* _Task requirements_
From the entries below, copy every line where the string "Unavailable" appears.
Segment Start: Extracted information
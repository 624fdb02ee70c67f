//! cpal-backed frame source
//!
//! The device callback forwards raw sample chunks over a bounded channel;
//! the frame assembler cuts them into fixed-size frames. The stream handle
//! stays on the thread that opened it.

use cpal::traits::{DeviceTrait, StreamTrait};
use cpal::SampleFormat;
use crossbeam_channel::{bounded, Sender, TrySendError};
use std::sync::atomic::{AtomicUsize, Ordering};
use std::sync::Arc;

use crate::audio::assembler::{CaptureSinks, FrameAssembler};
use crate::audio::device::{find_input_device, AudioDevice};
use crate::audio::frame::Frame;
use crate::audio::source::FrameSource;
use crate::config::{CaptureConfig, StreamConfig};
use crate::error::StreamError;

/// Build an input stream delivering i16 chunks, converting f32 devices
pub(crate) fn build_capture_stream(
    device: &AudioDevice,
    config: &StreamConfig,
    queue_chunks: usize,
) -> Result<(cpal::Stream, CaptureSinks), StreamError> {
    let format = device.default_input_config()?.sample_format();

    let stream_config = cpal::StreamConfig {
        channels: config.channels(),
        sample_rate: cpal::SampleRate(config.sample_rate()),
        buffer_size: cpal::BufferSize::Default,
    };

    let (chunk_tx, chunk_rx) = bounded::<Vec<i16>>(queue_chunks.max(1));
    let (error_tx, error_rx) = bounded::<StreamError>(16);
    let dropped = Arc::new(AtomicUsize::new(0));

    let stream = match format {
        SampleFormat::I16 => build_stream::<i16, _>(
            device,
            &stream_config,
            chunk_tx,
            error_tx,
            dropped.clone(),
            |s| s,
        ),
        SampleFormat::F32 => build_stream::<f32, _>(
            device,
            &stream_config,
            chunk_tx,
            error_tx,
            dropped.clone(),
            f32_to_i16,
        ),
        other => Err(StreamError::UnsupportedFormat(format!("{:?}", other))),
    }?;

    Ok((
        stream,
        CaptureSinks {
            chunks: chunk_rx,
            errors: error_rx,
            dropped,
        },
    ))
}

fn build_stream<T, F>(
    device: &AudioDevice,
    config: &cpal::StreamConfig,
    chunk_tx: Sender<Vec<i16>>,
    error_tx: Sender<StreamError>,
    dropped: Arc<AtomicUsize>,
    convert: F,
) -> Result<cpal::Stream, StreamError>
where
    T: cpal::SizedSample,
    F: Fn(T) -> i16 + Send + 'static,
{
    device
        .inner()
        .build_input_stream(
            config,
            move |data: &[T], _: &cpal::InputCallbackInfo| {
                let chunk: Vec<i16> = data.iter().map(|&s| convert(s)).collect();
                let len = chunk.len();

                // Push to channel (may fail when the reader falls behind)
                if let Err(TrySendError::Full(_)) = chunk_tx.try_send(chunk) {
                    dropped.fetch_add(len, Ordering::Relaxed);
                }
            },
            move |err| {
                let err = match err {
                    cpal::StreamError::DeviceNotAvailable => {
                        StreamError::Disconnected(err.to_string())
                    }
                    other => StreamError::Read(other.to_string()),
                };
                let _ = error_tx.try_send(err);
            },
            None,
        )
        .map_err(|e| StreamError::Unavailable(format!("{}: {}", device.name, e)))
}

fn f32_to_i16(sample: f32) -> i16 {
    (sample.clamp(-1.0, 1.0) * i16::MAX as f32) as i16
}

/// Frame source reading from a cpal input device
pub struct CpalFrameSource {
    /// Dropping the stream stops capture
    _stream: cpal::Stream,
    assembler: FrameAssembler,
}

impl CpalFrameSource {
    /// Open and start capturing from the named device (or the default one)
    ///
    /// The channel count is capped at what the device supports.
    pub fn open(
        device_name: Option<&str>,
        requested: StreamConfig,
        capture: &CaptureConfig,
    ) -> Result<Self, StreamError> {
        let device = find_input_device(device_name)?;
        let config = device.fit_config(requested)?;
        let (stream, sinks) = build_capture_stream(&device, &config, capture.queue_chunks)?;

        stream
            .play()
            .map_err(|e| StreamError::Unavailable(format!("{}: {}", device.name, e)))?;

        tracing::info!(
            "Capturing from {}: {} channels, {} Hz, {} samples/frame",
            device.name,
            config.channels(),
            config.sample_rate(),
            config.frame_size()
        );

        Ok(Self {
            _stream: stream,
            assembler: FrameAssembler::new(sinks, config, capture.read_timeout(), device.name),
        })
    }
}

impl FrameSource for CpalFrameSource {
    fn read_frame(&mut self) -> Result<Frame, StreamError> {
        self.assembler.next_frame()
    }

    fn config(&self) -> &StreamConfig {
        self.assembler.config()
    }
}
Segment End: Extracted information
* _Response box_
        .map_err(|e| StreamError::Unavailable(format!("{}: {}", device.name, e)))
            .map_err(|e| StreamError::Unavailable(format!("{}: {}", device.name, e)))?;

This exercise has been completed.